Thanks to everyone who's given feedback on this article, especially for pointing out that the "glue" is in fact thermal paste which should be reapplied after breaking the seal.
I didn't remove any of the paste, but I didn't replace it either, simply putting things back together as they were. It has in fact proved trouble-free with no sign of the processor overheating, but clearly if you can replace the paste it's a safer bet !
Like many Vaios, mine overheated rapidly, often cutting out when it got too hot. These are the steps I took to clean the fans, steps discovered through much trial, error, and fear that I was going to break something important. Sony certainly tells you nothing. I hope they're useful.
First, remove the board above the keyboard. There are no screws, just push in the four spring clips hidden above the top row of keys. A slim screwdriver works fine. (Simple when you know, enrageing when you're trying to find out)
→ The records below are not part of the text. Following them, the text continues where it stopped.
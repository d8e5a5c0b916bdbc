//! SQLite storage bootstrap and schema migration entry points.
//!
//! # Responsibility
//! - Open and configure SQLite connections for the portal.
//! - Apply schema migrations in deterministic order.
//!
//! # Invariants
//! - Migration version is tracked via `PRAGMA user_version`.
//! - Portal code must not read/write application data before migrations succeed.

use std::error::Error;
use std::fmt::{Display, Formatter};

pub mod migrations;
mod open;

pub use open::{open_db, open_db_in_memory};

pub type DbResult<T> = Result<T, DbError>;

#[derive(Debug)]
pub enum DbError {
    Sqlite(rusqlite::Error),
    Io(std::io::Error),
    UnsupportedSchemaVersion {
        db_version: u32,
        latest_supported: u32,
    },
}

impl Display for DbError {
    fn fmt(&self, f: &mut Formatter<'_>) -> std::fmt::Result {
        match self {
            Self::Sqlite(err) => write!(f, "{err}"),
            Self::Io(err) => write!(f, "database path is not usable: {err}"),
            Self::UnsupportedSchemaVersion {
                db_version,
                latest_supported,
            } => write!(
                f,
                "database schema version {db_version} is newer than supported {latest_supported}"
            ),
        }
    }
}

impl Error for DbError {
    fn source(&self) -> Option<&(dyn Error + 'static)> {
        match self {
            Self::Sqlite(err) => Some(err),
            Self::Io(err) => Some(err),
            Self::UnsupportedSchemaVersion { .. } => None,
        }
    }
}

impl From<rusqlite::Error> for DbError {
    fn from(value: rusqlite::Error) -> Self {
        Self::Sqlite(value)
    }
}

impl From<std::io::Error> for DbError {
    fn from(value: std::io::Error) -> Self {
        Self::Io(value)
    }
}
Second, remove the keyboard, dead easy, just one screw. Fold back.
Third, remove the protective plate. A lot of screws but no electronics. At the end, it just lifts off.
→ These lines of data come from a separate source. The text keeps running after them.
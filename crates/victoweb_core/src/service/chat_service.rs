//! Admin hub service: chat log, task board and the hub snapshot.
//!
//! # Responsibility
//! - Validate and apply chat/task/todo mutations.
//! - Project stored rows into display-ready views in the configured zone.
//! - Assemble the full hub snapshot used by pages and fragments.
//!
//! # Invariants
//! - Over-long text is truncated, never rejected.
//! - The summary always counts every task, ignoring the active filter.
//! - Done tasks are never overdue.

use crate::model::account::AccountId;
use crate::model::chat::{
    ChatTask, ChatTaskItem, MessageId, NewTask, TaskId, TaskPriority, TaskStatus, TodoId,
    MAX_CHAT_MESSAGE_LENGTH, MAX_TASK_DESCRIPTION_LENGTH, MAX_TASK_TITLE_LENGTH,
    MAX_TODO_LABEL_LENGTH,
};
use crate::model::validation::{require, truncate_chars, ValidationError};
use crate::model::EpochMillis;
use crate::repo::chat_repo::{
    ChatMessageRecord, ChatRepository, StaffMember, TaskQuery, TaskRecord,
};
use crate::repo::RepoError;
use chrono::{NaiveDate, TimeZone, Utc};
use chrono_tz::Tz;
use log::info;
use serde::{Deserialize, Serialize};
use std::error::Error;
use std::fmt::{Display, Formatter};

pub const ADMIN_CHAT_SYSTEM_MESSAGE: &str =
    "Executive Coordination Hub ready. Log action items and updates here.";
pub const LANDING_CHAT_SYSTEM_MESSAGE: &str =
    "Welcome to the Executive Coordination Hub. Use /task create to open a new task, /todo to add checklist items.";

const SYSTEM_AUTHOR_NAME: &str = "System";
const UNASSIGNED_LABEL: &str = "Unassigned";
const TODO_DONE_VALUES: [&str; 4] = ["1", "true", "True", "on"];

#[derive(Debug)]
pub enum ChatServiceError {
    Validation(ValidationError),
    MessageNotFound(MessageId),
    TaskNotFound(TaskId),
    TodoNotFound(TodoId),
    Repo(RepoError),
}

impl Display for ChatServiceError {
    fn fmt(&self, f: &mut Formatter<'_>) -> std::fmt::Result {
        match self {
            Self::Validation(err) => write!(f, "{err}"),
            Self::MessageNotFound(id) => write!(f, "chat message not found: {id}"),
            Self::TaskNotFound(id) => write!(f, "task not found: {id}"),
            Self::TodoNotFound(id) => write!(f, "todo not found: {id}"),
            Self::Repo(err) => write!(f, "{err}"),
        }
    }
}

impl Error for ChatServiceError {
    fn source(&self) -> Option<&(dyn Error + 'static)> {
        match self {
            Self::Validation(err) => Some(err),
            Self::Repo(err) => Some(err),
            _ => None,
        }
    }
}

impl From<RepoError> for ChatServiceError {
    fn from(value: RepoError) -> Self {
        match value {
            RepoError::Validation(err) => Self::Validation(err),
            RepoError::NotFound {
                entity: "chat message",
                id,
            } => Self::MessageNotFound(id),
            RepoError::NotFound { entity: "task", id } => Self::TaskNotFound(id),
            RepoError::NotFound { entity: "todo", id } => Self::TodoNotFound(id),
            other => Self::Repo(other),
        }
    }
}

impl From<ValidationError> for ChatServiceError {
    fn from(value: ValidationError) -> Self {
        Self::Validation(value)
    }
}

/// Task board filter; raw on input, canonical after [`sanitize_task_filter`].
#[derive(Debug, Clone, Default, PartialEq, Eq, Serialize, Deserialize)]
#[serde(default)]
pub struct TaskFilter {
    pub status: String,
    pub priority: String,
    #[serde(alias = "q")]
    pub query: String,
}

#[derive(Debug, Clone, Copy, Default, PartialEq, Eq, Serialize)]
pub struct TaskSummary {
    pub total: usize,
    pub todo: usize,
    pub in_progress: usize,
    pub blocked: usize,
    pub done: usize,
    pub urgent: usize,
    pub high: usize,
    pub medium: usize,
    pub low: usize,
}

impl TaskSummary {
    fn count(&mut self, status: TaskStatus, priority: TaskPriority) {
        self.total += 1;
        match status {
            TaskStatus::Todo => self.todo += 1,
            TaskStatus::InProgress => self.in_progress += 1,
            TaskStatus::Blocked => self.blocked += 1,
            TaskStatus::Done => self.done += 1,
        }
        match priority {
            TaskPriority::Urgent => self.urgent += 1,
            TaskPriority::High => self.high += 1,
            TaskPriority::Medium => self.medium += 1,
            TaskPriority::Low => self.low += 1,
        }
    }
}

#[derive(Debug, Clone, PartialEq, Eq, Serialize)]
pub struct ChatMessageView {
    pub id: MessageId,
    pub author_id: AccountId,
    pub author_name: String,
    pub body: String,
    pub created_at_human: String,
    pub is_mine: bool,
}

#[derive(Debug, Clone, PartialEq, Eq, Serialize)]
pub struct TodoView {
    pub id: TodoId,
    pub label: String,
    pub is_done: bool,
    pub created_at_human: String,
}

#[derive(Debug, Clone, PartialEq, Eq, Serialize)]
pub struct TaskView {
    pub id: TaskId,
    pub title: String,
    pub description: String,
    pub status: &'static str,
    pub priority: &'static str,
    /// ISO date or empty.
    pub due_date: String,
    pub created_at_human: String,
    pub updated_at_human: String,
    pub status_label: &'static str,
    pub priority_label: &'static str,
    pub assigned_to_id: Option<AccountId>,
    pub assigned_to_name: String,
    pub has_assignee: bool,
    /// Assignee id, 0 when unassigned.
    pub assigned_to_value: AccountId,
    pub due_date_human: String,
    pub is_overdue: bool,
    pub outstanding_todos: usize,
    pub completed_todos: usize,
    pub todos: Vec<TodoView>,
}

#[derive(Debug, Clone, Copy, PartialEq, Eq, Serialize)]
pub struct ChoiceOption {
    pub value: &'static str,
    pub label: &'static str,
}

/// Everything the hub page and its fragments display.
#[derive(Debug, Clone, PartialEq, Eq, Serialize)]
pub struct AdminHub {
    pub messages: Vec<ChatMessageView>,
    pub tasks: Vec<TaskView>,
    pub admin_users: Vec<StaffMember>,
    pub task_summary: TaskSummary,
    pub task_filter: TaskFilter,
    pub task_status_options: Vec<ChoiceOption>,
    pub task_priority_options: Vec<ChoiceOption>,
}

/// New task form fields.
#[derive(Debug, Clone, Default, PartialEq, Eq, Deserialize)]
#[serde(default)]
pub struct TaskDraft {
    pub title: String,
    pub description: String,
    pub priority: String,
    pub status: String,
    pub due_date: String,
    pub assigned_to: String,
}

/// Display clock: zone for formatting plus the current instant.
#[derive(Debug, Clone, Copy, PartialEq, Eq)]
pub struct HubClock {
    pub time_zone: Tz,
    pub now: EpochMillis,
}

impl HubClock {
    pub fn new(time_zone: Tz, now: EpochMillis) -> Self {
        Self { time_zone, now }
    }

    pub fn today(&self) -> NaiveDate {
        match Utc.timestamp_millis_opt(self.now).single() {
            Some(instant) => instant.with_timezone(&self.time_zone).date_naive(),
            None => NaiveDate::default(),
        }
    }
}

pub struct ChatService<R: ChatRepository> {
    repo: R,
}

impl<R: ChatRepository> ChatService<R> {
    pub fn new(repo: R) -> Self {
        Self { repo }
    }

    pub fn post_message(
        &self,
        author_id: AccountId,
        body: &str,
    ) -> Result<MessageId, ChatServiceError> {
        let body = body.trim();
        require("body", body)?;
        let body = truncate_chars(body, MAX_CHAT_MESSAGE_LENGTH);
        let id = self.repo.create_message(author_id, &body)?;
        info!(
            "event=chat_message_create module=chat status=ok message_id={} author_id={}",
            id, author_id
        );
        Ok(id)
    }

    pub fn delete_message(&self, id: MessageId) -> Result<(), ChatServiceError> {
        self.repo.delete_message(id)?;
        info!("event=chat_message_delete module=chat status=ok message_id={}", id);
        Ok(())
    }

    /// Chat log oldest first; `is_mine` is relative to `viewer`.
    pub fn messages_for_admin(
        &self,
        viewer: Option<AccountId>,
        clock: HubClock,
    ) -> Result<Vec<ChatMessageView>, ChatServiceError> {
        Ok(self
            .repo
            .list_messages()?
            .into_iter()
            .map(|record| message_view(record, viewer, clock.time_zone))
            .collect())
    }

    pub fn create_task(
        &self,
        creator: AccountId,
        draft: &TaskDraft,
    ) -> Result<TaskId, ChatServiceError> {
        let title = draft.title.trim();
        require("title", title)?;
        let task = NewTask {
            title: truncate_chars(title, MAX_TASK_TITLE_LENGTH),
            description: truncate_chars(draft.description.trim(), MAX_TASK_DESCRIPTION_LENGTH),
            status: parse_status_or_default(&draft.status)?,
            priority: parse_priority_or_default(&draft.priority)?,
            due_date: parse_due_date(&draft.due_date)?,
            created_by: creator,
            assigned_to: self.parse_assignee(&draft.assigned_to)?,
        };
        let id = self.repo.create_task(&task)?;
        info!(
            "event=chat_task_create module=chat status=ok task_id={} created_by={}",
            id, creator
        );
        Ok(id)
    }

    pub fn update_task_status(&self, id: TaskId, raw_status: &str) -> Result<(), ChatServiceError> {
        let status = TaskStatus::parse(raw_status.trim())
            .ok_or_else(|| invalid_choice("status", raw_status))?;
        self.repo.set_task_status(id, status)?;
        info!(
            "event=chat_task_status module=chat status=ok task_id={} task_status={}",
            id,
            status.as_str()
        );
        Ok(())
    }

    /// Empty input unassigns the task.
    pub fn update_task_assignment(
        &self,
        id: TaskId,
        raw_assignee: &str,
    ) -> Result<(), ChatServiceError> {
        let assignee = self.parse_assignee(raw_assignee)?;
        self.repo.set_task_assignment(id, assignee)?;
        info!(
            "event=chat_task_assign module=chat status=ok task_id={} assigned={}",
            id,
            assignee.is_some()
        );
        Ok(())
    }

    pub fn add_todo(&self, task_id: TaskId, label: &str) -> Result<TodoId, ChatServiceError> {
        let label = label.trim();
        require("label", label)?;
        let id = self
            .repo
            .add_todo(task_id, &truncate_chars(label, MAX_TODO_LABEL_LENGTH))?;
        info!(
            "event=chat_todo_create module=chat status=ok task_id={} todo_id={}",
            task_id, id
        );
        Ok(id)
    }

    /// Marks the todo done iff `raw` is a checked-box value; returns the new state.
    pub fn toggle_todo(&self, id: TodoId, raw: Option<&str>) -> Result<bool, ChatServiceError> {
        let is_done = is_checked(raw);
        let task_id = self.repo.set_todo_done(id, is_done)?;
        info!(
            "event=chat_todo_toggle module=chat status=ok task_id={} todo_id={} done={}",
            task_id, id, is_done
        );
        Ok(is_done)
    }

    pub fn delete_task(&self, id: TaskId) -> Result<(), ChatServiceError> {
        self.repo.delete_task(id)?;
        info!("event=chat_task_delete module=chat status=ok task_id={}", id);
        Ok(())
    }

    pub fn get_task(&self, id: TaskId) -> Result<ChatTask, ChatServiceError> {
        self.repo
            .get_task(id)?
            .ok_or(ChatServiceError::TaskNotFound(id))
    }

    /// Filtered board plus the unfiltered summary.
    pub fn tasks_for_admin(
        &self,
        filter: &TaskFilter,
        clock: HubClock,
    ) -> Result<(Vec<TaskView>, TaskSummary), ChatServiceError> {
        let sanitized = sanitize_task_filter(filter);
        let query = TaskQuery {
            status: TaskStatus::parse(&sanitized.status),
            priority: TaskPriority::parse(&sanitized.priority),
            text: (!sanitized.query.is_empty()).then(|| sanitized.query.clone()),
        };
        let today = clock.today();
        let tasks = self
            .repo
            .list_tasks(&query)?
            .into_iter()
            .map(|record| task_view(record, clock.time_zone, today))
            .collect();
        Ok((tasks, self.task_summary()?))
    }

    pub fn task_summary(&self) -> Result<TaskSummary, ChatServiceError> {
        let mut summary = TaskSummary::default();
        for (status, priority) in self.repo.task_keys()? {
            summary.count(status, priority);
        }
        Ok(summary)
    }

    /// Full hub snapshot; `system_message` is prepended when non-blank.
    pub fn admin_hub(
        &self,
        viewer: Option<AccountId>,
        filter: &TaskFilter,
        system_message: &str,
        clock: HubClock,
    ) -> Result<AdminHub, ChatServiceError> {
        let task_filter = sanitize_task_filter(filter);
        let mut messages = self.messages_for_admin(viewer, clock)?;
        if !system_message.is_empty() {
            messages = ensure_system_chat_message(messages, system_message, clock);
        }
        let (tasks, task_summary) = self.tasks_for_admin(&task_filter, clock)?;
        Ok(AdminHub {
            messages,
            tasks,
            admin_users: self.repo.list_staff_members()?,
            task_summary,
            task_filter,
            task_status_options: status_options(),
            task_priority_options: priority_options(),
        })
    }

    fn parse_assignee(&self, raw: &str) -> Result<Option<AccountId>, ChatServiceError> {
        let raw = raw.trim();
        if raw.is_empty() {
            return Ok(None);
        }
        let id: AccountId = raw
            .parse()
            .map_err(|_| invalid_choice("assigned_to", raw))?;
        if !self.repo.account_exists(id)? {
            return Err(invalid_choice("assigned_to", raw).into());
        }
        Ok(Some(id))
    }
}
Now the tricky part : very gently ease the fan unit up and out. It's being held in place by the pins of the processor (had I known this before attempting it I would never have tried !) so don't do this in a rush, just carefully and gently lift.
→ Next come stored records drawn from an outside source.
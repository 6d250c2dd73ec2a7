//! # 工具函数模块
//!
//! 提供美化输出、进度条等工具。
//!
//! ## 依赖关系
//! - 被 `commands/`, `chart/` 模块使用
//! - 子模块: output, progress

pub mod output;
pub mod progress;
//! # 配置文件格式
//!
//! `spectrum_config.toml` 的原始内容，所有键均可省略：
//!
//! ```toml
//! mode = "abs"              # abs, emi, cd, cdl
//! unit = "nm"               # nm, eV, cm-1
//! x_start = 200
//! x_end = 1000
//! interval = 1.0            # 省略时按单位取默认值
//! fwhm_ev = 0.5
//! output_format = "svg"     # svg, png, jpg, jpeg, eps, pdf
//! output_filename = "spectrum"
//! legend_names = ["A", "B"]
//! ```
//!
//! ## 依赖关系
//! - 被 `config/mod.rs` 读取
//! - 被 `config/resolve.rs` 解析为 ParameterRecord
//! - 使用 `serde` + `toml`

use crate::error::{PlotspecError, Result};

use serde::Deserialize;
use std::path::Path;

/// 未经校验的配置内容
#[derive(Debug, Clone, Default, PartialEq, Deserialize)]
pub struct RawConfig {
    #[serde(default)]
    pub mode: Option<String>,
    #[serde(default)]
    pub unit: Option<String>,
    #[serde(default)]
    pub x_start: Option<f64>,
    #[serde(default)]
    pub x_end: Option<f64>,
    #[serde(default)]
    pub interval: Option<f64>,
    #[serde(default)]
    pub fwhm_ev: Option<f64>,
    #[serde(default)]
    pub output_format: Option<String>,
    #[serde(default)]
    pub output_filename: Option<String>,
    #[serde(default)]
    pub legend_names: Option<Vec<String>>,
}

impl RawConfig {
    /// 读取并解析配置文件
    pub fn load(path: &Path) -> Result<Self> {
        let content = std::fs::read_to_string(path).map_err(|e| PlotspecError::FileReadError {
            path: path.display().to_string(),
            source: e,
        })?;
        Self::parse(&content, &path.display().to_string())
    }

    /// 从字符串解析，`origin` 仅用于错误信息
    pub fn parse(content: &str, origin: &str) -> Result<Self> {
        toml::from_str(content).map_err(|e| PlotspecError::ConfigParse {
            path: origin.to_string(),
            reason: e.to_string(),
        })
    }

    /// 用 `overlay` 中出现的键覆盖当前配置
    pub fn merge(self, overlay: RawConfig) -> RawConfig {
        RawConfig {
            mode: overlay.mode.or(self.mode),
            unit: overlay.unit.or(self.unit),
            x_start: overlay.x_start.or(self.x_start),
            x_end: overlay.x_end.or(self.x_end),
            interval: overlay.interval.or(self.interval),
            fwhm_ev: overlay.fwhm_ev.or(self.fwhm_ev),
            output_format: overlay.output_format.or(self.output_format),
            output_filename: overlay.output_filename.or(self.output_filename),
            legend_names: overlay.legend_names.or(self.legend_names),
        }
    }
}

/// 主配置和可选的个人覆盖配置
///
/// 个人覆盖在环境变量覆盖之后应用，因此其中出现的键优先于环境开关。
#[derive(Debug, Clone, Default, PartialEq)]
pub struct ConfigLayers {
    pub main: RawConfig,
    pub user: Option<RawConfig>,
}

impl From<RawConfig> for ConfigLayers {
    fn from(main: RawConfig) -> Self {
        Self { main, user: None }
    }
}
This is what it looks like when the fan unit has been turned back. The processor (orange arrow) is stuck to it. When I first did this, I assumed this was normal, cleaned the fans and remounted the lot. This does not work !! The processor is not properly in place and the computer is dead when you turn it back on (heart-stopping !).
So, this is the frightening bit. You must in fact remove the processor from the fan unit. It's only glued on and separates quite easily. The tip of a screwdriver inserted underneath and given a twist works very well !
In this image, the processor has been removed from the fan unit and replaced in its white plastic housing. There's a screw on this plastic housing (orange arrow) which needs to be turned into the "unlock" position first (half a turn - there's an icon which shows you). Next put the processor into place. Then turn the screw back to the "lock" position. The whole unit moves back a couple of millimeters to the left. And that's the end of the frightening bit.
(Basically, when the machine was assembled, they dabbed glue on the top of the processor just before adding the fan unit. So the first time you open it, the Lock/Unlock screw is inaccessible and the processor comes away with the fan. The next time you clean the unit, the processor will be independent of the fan so you won't have to do this again)
So now at last you can start cleaning ! Remove the three screws on each fan, and lift out the fans without disconnecting any cables. The dust is hidden between the fan and the heat diffuser (position shown here in purple), and can be removed with tweezers. There will probably be a surprising amount.
Dust removed from my fans ! There's clearly a problem with Vaio's design, they need some sort of filter over the fan openings underneath the machine to stop this happening again. I haven't tried it yet, but a square of porous paper taped over the opening should do the job.
Note : These tips are not official recommendations and the author cannot be held responsable in any way for any consequences which might arise from following them. Use them at your own risk.